Velo3D makes the Sapphire line of industrial 3D metal printers. This is heavy duty stuff: microturbines, high-pressure tanks, heat exchangers, and the mission-critical parts they need to keep humming. Creating the necessary components in-house takes time, but it will typically be a lot quicker and cheaper than procuring rare parts from third-party vendors. As a full-featured platform, engineers can use Velo3D software to design whatever they need.

You might never need a turbopump to launch your rocket engine, but there's enough demand to drive demand for Velo3D's end-to-end manufacturing solutions. Revenue will nearly triple in 2022, and analysts see the top line growing by more than 65% this year. 

Wood is a fan of growth, and she hasn't shied away from Velo3D despite the stock having a price tag that's lower than a Happy Meal and a current enterprise value that's just shy of $500 million. If a disruptive business model is growing it's going to catch her eye as well as her order sheet. 

Velo3D delivered revenue of just $27.4 million in 2021, and until November it was targeting $89 million for all of 2022. Then came the crushing third-quarter results. Revenue rose 119% to reach $19.1 million, but it was roughly $5 million short of what Wall Street pros were forecasting. Adding insult to injury, the $89 million that Velo3D had been modeling for revenue in 2022 was whittled down to between $75 million and $80 million. It's a pretty dramatic revision, especially when it has already recorded nearly $51 million in revenue through the first nine months of the year. It translated into Velo3D generating $24 million to $29 million on the top line for the final three months of 2022, a shortfall of more than $6 million from previously implied guidance. Assuming the worst, analysts perched near the low end of the new range with a consensus revenue estimate of $25 million. 

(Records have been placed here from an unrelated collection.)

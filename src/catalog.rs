//! Catalog aggregation: the four browsable song lists and the lookups the
//! playback session uses to find a song across them.
//!
//! Lists are refreshed on worker threads. Each refresh is tagged with a
//! per-list generation taken when it is issued; a response whose generation
//! has since been superseded is dropped, so a slow search can never overwrite
//! the results of a newer one. Provider failures empty the list instead of
//! surfacing an error.

use std::collections::HashSet;
use std::sync::{Arc, Mutex, MutexGuard, PoisonError, Weak};
use std::thread::{self, JoinHandle};

use log::{debug, error, trace, warn};
use tokio::sync::broadcast::{error::RecvError, Receiver, Sender};

use crate::{
    error::ProviderError,
    library_store::LibraryStore,
    live_query::{LiveQuery, Table},
    protocol::{self, CatalogMessage, SourceList},
    song::Song,
};

/// Record returned by the local catalog provider.
#[derive(Debug, Clone, PartialEq, Eq)]
pub struct LocalRecord {
    pub native_id: i64,
    pub title: String,
    pub artist: String,
    pub duration_ms: u64,
    pub path: String,
    pub album_id: Option<i64>,
    pub album_art_location: Option<String>,
}

#[derive(Debug, Clone, PartialEq, Eq)]
pub struct RemoteArtist {
    pub name: String,
}

#[derive(Debug, Clone, PartialEq, Eq)]
pub struct RemoteAlbum {
    pub title: String,
    pub cover_url: Option<String>,
}

/// Track returned by the remote catalog provider.
#[derive(Debug, Clone, PartialEq, Eq)]
pub struct RemoteTrack {
    pub id: i64,
    pub title: String,
    pub duration_s: u32,
    pub preview_url: String,
    pub artist: RemoteArtist,
    pub album: RemoteAlbum,
}

/// Songs stored on the device. Blocking; always called off the caller's
/// thread.
pub trait LocalCatalogProvider: Send + Sync {
    fn query(&self, folder_filter: Option<&str>) -> Result<Vec<LocalRecord>, ProviderError>;
}

/// Remote search and chart endpoints. Blocking.
pub trait RemoteCatalogProvider: Send + Sync {
    fn search(&self, query: &str) -> Result<Vec<RemoteTrack>, ProviderError>;
    fn trending(&self) -> Result<Vec<RemoteTrack>, ProviderError>;
}

/// Handle to a refresh running in the background.
#[must_use = "dropping the handle detaches the refresh; call wait() to block on it"]
pub struct PendingRefresh(Option<JoinHandle<()>>);

impl PendingRefresh {
    fn done() -> Self {
        Self(None)
    }

    /// Blocks until the refresh has been applied or discarded.
    pub fn wait(self) {
        if let Some(handle) = self.0 {
            if handle.join().is_err() {
                error!("Catalog refresh worker panicked");
            }
        }
    }
}

/// Reduces a folder selection to the name matched against local paths.
///
/// Document-tree style selections (`primary:Music/Download`) keep the text
/// after the last `:`; plain paths keep their last segment.
pub fn normalize_folder_selection(selection: &str) -> Option<String> {
    let selection = selection.trim();
    let name = match selection.rfind(':') {
        Some(index) => &selection[index + 1..],
        None => selection
            .trim_end_matches(['/', '\\'])
            .rsplit(['/', '\\'])
            .next()
            .unwrap_or_default(),
    };
    let name = name.trim();
    (!name.is_empty()).then(|| name.to_string())
}

#[derive(Default)]
struct CatalogLists {
    local: Vec<Song>,
    trending: Vec<Song>,
    search_results: Vec<Song>,
    active_playlist: Vec<Song>,
    active_playlist_id: Option<i64>,
    folder_filter: Option<String>,
    local_generation: u64,
    trending_generation: u64,
    search_generation: u64,
    playlist_generation: u64,
}

impl CatalogLists {
    fn songs(&self, source: SourceList) -> &Vec<Song> {
        match source {
            SourceList::Local => &self.local,
            SourceList::Trending => &self.trending,
            SourceList::SearchResults => &self.search_results,
            SourceList::ActivePlaylist => &self.active_playlist,
        }
    }

    fn songs_mut(&mut self, source: SourceList) -> &mut Vec<Song> {
        match source {
            SourceList::Local => &mut self.local,
            SourceList::Trending => &mut self.trending,
            SourceList::SearchResults => &mut self.search_results,
            SourceList::ActivePlaylist => &mut self.active_playlist,
        }
    }

    fn generation_mut(&mut self, source: SourceList) -> &mut u64 {
        match source {
            SourceList::Local => &mut self.local_generation,
            SourceList::Trending => &mut self.trending_generation,
            SourceList::SearchResults => &mut self.search_generation,
            SourceList::ActivePlaylist => &mut self.playlist_generation,
        }
    }

    fn next_generation(&mut self, source: SourceList) -> u64 {
        let generation = self.generation_mut(source);
        *generation = generation.wrapping_add(1);
        *generation
    }
}

struct CatalogInner {
    local_provider: Arc<dyn LocalCatalogProvider>,
    remote_provider: Arc<dyn RemoteCatalogProvider>,
    store: LibraryStore,
    lists: Mutex<CatalogLists>,
    downloaded_ids: LiveQuery<HashSet<i64>>,
    bus_producer: Sender<protocol::Message>,
}

impl CatalogInner {
    fn lists(&self) -> MutexGuard<'_, CatalogLists> {
        self.lists.lock().unwrap_or_else(PoisonError::into_inner)
    }

    /// Stores `songs` unless a newer request for `source` was issued after
    /// `generation`.
    fn apply(&self, source: SourceList, generation: u64, songs: Vec<Song>) -> bool {
        let mut lists = self.lists();
        if *lists.generation_mut(source) != generation {
            debug!(
                "Catalog: discarding stale {:?} response (generation {})",
                source, generation
            );
            return false;
        }
        *lists.songs_mut(source) = songs.clone();
        let _ = self.bus_producer.send(protocol::Message::Catalog(
            CatalogMessage::ListUpdated { source, songs },
        ));
        true
    }

    fn load_active_playlist(&self, playlist_id: i64) -> Vec<Song> {
        match self.store.members(playlist_id) {
            Ok(members) => members.iter().map(Song::from_member).collect(),
            Err(err) => {
                warn!(
                    "Catalog: failed to load members of playlist {}: {}",
                    playlist_id, err
                );
                Vec::new()
            }
        }
    }

    /// Re-reads the active playlist after a membership change.
    fn reload_active_playlist(&self) {
        let (playlist_id, generation) = {
            let lists = self.lists();
            match lists.active_playlist_id {
                Some(id) => (id, lists.playlist_generation),
                None => return,
            }
        };
        match self.store.playlist(playlist_id) {
            Ok(Some(_)) => {
                let songs = self.load_active_playlist(playlist_id);
                self.apply(SourceList::ActivePlaylist, generation, songs);
            }
            Ok(None) => {
                debug!("Catalog: active playlist {} was deleted", playlist_id);
                let mut lists = self.lists();
                if lists.playlist_generation == generation {
                    lists.active_playlist_id = None;
                    lists.active_playlist.clear();
                    let _ = self.bus_producer.send(protocol::Message::Catalog(
                        CatalogMessage::ListUpdated {
                            source: SourceList::ActivePlaylist,
                            songs: Vec::new(),
                        },
                    ));
                }
            }
            Err(err) => warn!(
                "Catalog: failed to look up playlist {}: {}",
                playlist_id, err
            ),
        }
    }
}

/// Shared handle to the four catalog lists.
#[derive(Clone)]
pub struct CatalogAggregator {
    inner: Arc<CatalogInner>,
}

impl CatalogAggregator {
    pub fn new(
        local_provider: Arc<dyn LocalCatalogProvider>,
        remote_provider: Arc<dyn RemoteCatalogProvider>,
        store: LibraryStore,
        bus_producer: Sender<protocol::Message>,
        folder_filter: Option<String>,
    ) -> Self {
        let changes = store.subscribe_changes();
        let downloaded_ids = store.list_downloaded_ids();
        let inner = Arc::new(CatalogInner {
            local_provider,
            remote_provider,
            store,
            lists: Mutex::new(CatalogLists {
                folder_filter,
                ..CatalogLists::default()
            }),
            downloaded_ids,
            bus_producer,
        });
        spawn_playlist_follower(Arc::downgrade(&inner), changes);
        Self { inner }
    }

    fn spawn_refresh<F>(&self, source: SourceList, fetch: F) -> PendingRefresh
    where
        F: FnOnce(&CatalogInner) -> Vec<Song> + Send + 'static,
    {
        let generation = self.inner.lists().next_generation(source);
        let inner = Arc::clone(&self.inner);
        PendingRefresh(Some(thread::spawn(move || {
            let songs = fetch(&inner);
            trace!("Catalog: {:?} refresh returned {} song(s)", source, songs.len());
            inner.apply(source, generation, songs);
        })))
    }

    /// Re-queries the local provider with the current folder filter.
    pub fn refresh_local(&self) -> PendingRefresh {
        let folder_filter = self.folder_filter();
        self.spawn_refresh(SourceList::Local, move |inner| {
            match inner.local_provider.query(folder_filter.as_deref()) {
                Ok(records) => records.iter().map(Song::from_local_record).collect(),
                Err(err) => {
                    warn!("Catalog: local catalog query failed: {}", err);
                    Vec::new()
                }
            }
        })
    }

    pub fn refresh_trending(&self) -> PendingRefresh {
        self.spawn_refresh(SourceList::Trending, |inner| {
            match inner.remote_provider.trending() {
                Ok(tracks) => tracks.iter().map(Song::from_remote_track).collect(),
                Err(err) => {
                    warn!("Catalog: trending request failed: {}", err);
                    Vec::new()
                }
            }
        })
    }

    /// Replaces the search results with the results for `query`. A blank
    /// query clears them without contacting the provider.
    pub fn search(&self, query: &str) -> PendingRefresh {
        let query = query.trim().to_string();
        if query.is_empty() {
            let generation = self.inner.lists().next_generation(SourceList::SearchResults);
            self.inner
                .apply(SourceList::SearchResults, generation, Vec::new());
            return PendingRefresh::done();
        }
        self.spawn_refresh(SourceList::SearchResults, move |inner| {
            match inner.remote_provider.search(&query) {
                Ok(tracks) => tracks.iter().map(Song::from_remote_track).collect(),
                Err(err) => {
                    warn!("Catalog: search for {:?} failed: {}", query, err);
                    Vec::new()
                }
            }
        })
    }

    /// Applies a new folder selection and refreshes the local list.
    pub fn set_folder_filter(&self, selection: Option<&str>) -> PendingRefresh {
        let folder_filter = selection.and_then(normalize_folder_selection);
        self.inner.lists().folder_filter = folder_filter.clone();
        debug!("Catalog: folder filter set to {:?}", folder_filter);
        let _ = self.inner.bus_producer.send(protocol::Message::Catalog(
            CatalogMessage::FolderFilterChanged(folder_filter),
        ));
        self.refresh_local()
    }

    pub fn folder_filter(&self) -> Option<String> {
        self.inner.lists().folder_filter.clone()
    }

    /// Makes `playlist_id` the active playlist and keeps it in sync with
    /// membership changes until another playlist is opened or it is closed.
    pub fn open_playlist(&self, playlist_id: i64) {
        let generation = {
            let mut lists = self.inner.lists();
            lists.active_playlist_id = Some(playlist_id);
            lists.next_generation(SourceList::ActivePlaylist)
        };
        let songs = self.inner.load_active_playlist(playlist_id);
        self.inner
            .apply(SourceList::ActivePlaylist, generation, songs);
    }

    pub fn close_playlist(&self) {
        let generation = {
            let mut lists = self.inner.lists();
            lists.active_playlist_id = None;
            lists.next_generation(SourceList::ActivePlaylist)
        };
        self.inner
            .apply(SourceList::ActivePlaylist, generation, Vec::new());
    }

    pub fn active_playlist_id(&self) -> Option<i64> {
        self.inner.lists().active_playlist_id
    }

    pub fn list(&self, source: SourceList) -> Vec<Song> {
        self.inner.lists().songs(source).clone()
    }

    pub fn local_songs(&self) -> Vec<Song> {
        self.list(SourceList::Local)
    }

    pub fn trending(&self) -> Vec<Song> {
        self.list(SourceList::Trending)
    }

    pub fn search_results(&self) -> Vec<Song> {
        self.list(SourceList::SearchResults)
    }

    pub fn active_playlist(&self) -> Vec<Song> {
        self.list(SourceList::ActivePlaylist)
    }

    /// Finds the first list in `order` containing `song_id` and returns that
    /// list with the song's index in it.
    pub fn locate(
        &self,
        song_id: i64,
        order: &[SourceList],
    ) -> Option<(SourceList, Vec<Song>, usize)> {
        let lists = self.inner.lists();
        order.iter().find_map(|source| {
            let songs = lists.songs(*source);
            songs
                .iter()
                .position(|song| song.id == song_id)
                .map(|index| (*source, songs.clone(), index))
        })
    }

    /// First song with `song_id` across the lists in `order`.
    pub fn resolve(&self, song_id: i64, order: &[SourceList]) -> Option<Song> {
        let lists = self.inner.lists();
        order.iter().find_map(|source| {
            lists
                .songs(*source)
                .iter()
                .find(|song| song.id == song_id)
                .cloned()
        })
    }

    /// Whether a downloaded record exists for the song's remote track.
    pub fn is_marked_downloaded(&self, song: &Song) -> bool {
        match song.remote_track_id {
            Some(remote_track_id) => self
                .inner
                .downloaded_ids
                .with_current(|ids| ids.contains(&remote_track_id)),
            None => false,
        }
    }

    pub fn downloaded_ids(&self) -> HashSet<i64> {
        self.inner.downloaded_ids.current()
    }
}

fn spawn_playlist_follower(inner: Weak<CatalogInner>, mut changes: Receiver<Table>) {
    thread::spawn(move || loop {
        let relevant = match changes.blocking_recv() {
            Ok(table) => matches!(table, Table::Playlists | Table::PlaylistMembers),
            Err(RecvError::Lagged(_)) => true,
            Err(RecvError::Closed) => break,
        };
        let Some(catalog) = inner.upgrade() else {
            break;
        };
        if relevant {
            catalog.reload_active_playlist();
        }
    });
}
//! Local catalog provider that scans a music folder and reads tags with
//! `lofty`.

use std::path::{Path, PathBuf};

use log::{debug, warn};
use lofty::file::{AudioFile, TaggedFileExt};
use lofty::prelude::Accessor;
use lofty::read_from_path;
use lofty::tag::Tag;

use crate::catalog::{LocalCatalogProvider, LocalRecord};
use crate::error::ProviderError;

pub const SUPPORTED_AUDIO_EXTENSIONS: [&str; 7] =
    ["mp3", "wav", "ogg", "flac", "aac", "m4a", "mp4"];

pub const UNKNOWN_ARTIST: &str = "Unknown Artist";

// Keeps generated ids well below the remote id offset.
const LOCAL_ID_MASK: u64 = (1 << 39) - 1;

pub fn is_supported_audio_file(path: &Path) -> bool {
    path.extension()
        .and_then(|ext| ext.to_str())
        .map(|ext| {
            SUPPORTED_AUDIO_EXTENSIONS
                .iter()
                .any(|supported| ext.eq_ignore_ascii_case(supported))
        })
        .unwrap_or(false)
}

pub fn collect_audio_files_from_folder(folder_path: &Path) -> Vec<PathBuf> {
    let mut pending_directories = vec![folder_path.to_path_buf()];
    let mut tracks = Vec::new();

    while let Some(directory) = pending_directories.pop() {
        let entries = match std::fs::read_dir(&directory) {
            Ok(entries) => entries,
            Err(err) => {
                debug!("Failed to read directory {}: {}", directory.display(), err);
                continue;
            }
        };

        for entry in entries.flatten() {
            let path = entry.path();
            let Ok(file_type) = entry.file_type() else {
                debug!("Failed to inspect {}", path.display());
                continue;
            };
            if file_type.is_dir() {
                pending_directories.push(path);
            } else if file_type.is_file() && is_supported_audio_file(&path) {
                tracks.push(path);
            }
        }
    }

    tracks.sort_unstable();
    tracks
}

/// 64-bit FNV-1a.
fn fnv1a(bytes: &[u8]) -> u64 {
    bytes.iter().fold(0xcbf2_9ce4_8422_2325, |hash, byte| {
        (hash ^ u64::from(*byte)).wrapping_mul(0x0100_0000_01b3)
    })
}

/// Stable id for a file path, disjoint from remote song ids.
pub fn local_id_for_path(path: &Path) -> i64 {
    (fnv1a(path.to_string_lossy().as_bytes()) & LOCAL_ID_MASK) as i64
}

fn first_non_empty<F>(primary_tag: Option<&Tag>, tags: &[Tag], mut extractor: F) -> Option<String>
where
    F: FnMut(&Tag) -> Option<String>,
{
    primary_tag
        .into_iter()
        .chain(tags.iter())
        .filter_map(|tag| extractor(tag))
        .map(|value| value.trim().to_string())
        .find(|value| !value.is_empty())
}

fn read_record(path: &Path) -> LocalRecord {
    let fallback_title = path
        .file_stem()
        .map(|stem| stem.to_string_lossy().into_owned())
        .unwrap_or_default();
    let mut record = LocalRecord {
        native_id: local_id_for_path(path),
        title: fallback_title,
        artist: UNKNOWN_ARTIST.to_string(),
        duration_ms: 0,
        path: path.to_string_lossy().into_owned(),
        album_id: None,
        album_art_location: None,
    };

    let tagged_file = match read_from_path(path) {
        Ok(tagged_file) => tagged_file,
        Err(err) => {
            debug!("No readable tags in {}: {}", path.display(), err);
            return record;
        }
    };
    let primary_tag = tagged_file.primary_tag();
    let tags = tagged_file.tags();

    if let Some(title) = first_non_empty(primary_tag, tags, |tag| {
        tag.title().map(|value| value.into_owned())
    }) {
        record.title = title;
    }
    if let Some(artist) = first_non_empty(primary_tag, tags, |tag| {
        tag.artist().map(|value| value.into_owned())
    }) {
        record.artist = artist;
    }
    record.album_id = first_non_empty(primary_tag, tags, |tag| {
        tag.album().map(|value| value.into_owned())
    })
    .map(|album| (fnv1a(album.as_bytes()) & LOCAL_ID_MASK) as i64);
    record.duration_ms = tagged_file.properties().duration().as_millis() as u64;
    record
}

/// Scans `music_root` on every query.
pub struct FilesystemCatalog {
    music_root: PathBuf,
}

impl FilesystemCatalog {
    pub fn new(music_root: PathBuf) -> Self {
        Self { music_root }
    }
}

impl LocalCatalogProvider for FilesystemCatalog {
    /// Returns every supported file whose path contains `folder_filter`,
    /// sorted by title.
    fn query(&self, folder_filter: Option<&str>) -> Result<Vec<LocalRecord>, ProviderError> {
        if !self.music_root.is_dir() {
            warn!(
                "Music folder {} does not exist",
                self.music_root.display()
            );
            return Ok(Vec::new());
        }
        let mut records: Vec<LocalRecord> = collect_audio_files_from_folder(&self.music_root)
            .into_iter()
            .filter(|path| {
                folder_filter.map_or(true, |folder| path.to_string_lossy().contains(folder))
            })
            .map(|path| read_record(&path))
            .collect();
        records.sort_by(|a, b| a.title.cmp(&b.title).then_with(|| a.path.cmp(&b.path)));
        debug!(
            "Local catalog query ({:?}) found {} file(s)",
            folder_filter,
            records.len()
        );
        Ok(records)
    }
}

It's against this dreary backdrop that Wood began buying Velo3D again at the start of last week. She got some good news after the close on Monday of this week, the sixth consecutive day of her Velo3D buying. The 3D printing stock announced preliminary financial results for the fourth quarter. It now sees revenue landing between $29 million and $30 million for the fourth quarter, boosting its full-year outlook to between $80 million and $81 million.

Velo3D stock only rose 4% on Tuesday following the welcome financial update, but Wood has already seen the shares soar 41% over the last seven trading days. It's a small enough stock that a steady diet of sizable Wood buy orders can move the shares, but good news this week warrants a bump. It had a healthy backlog of $66 million in orders at the end of September. It warned back in November that the supply chain disruptions that caused shipment delays in the third quarter could potentially impact the following period, but it's doing better than it initially feared.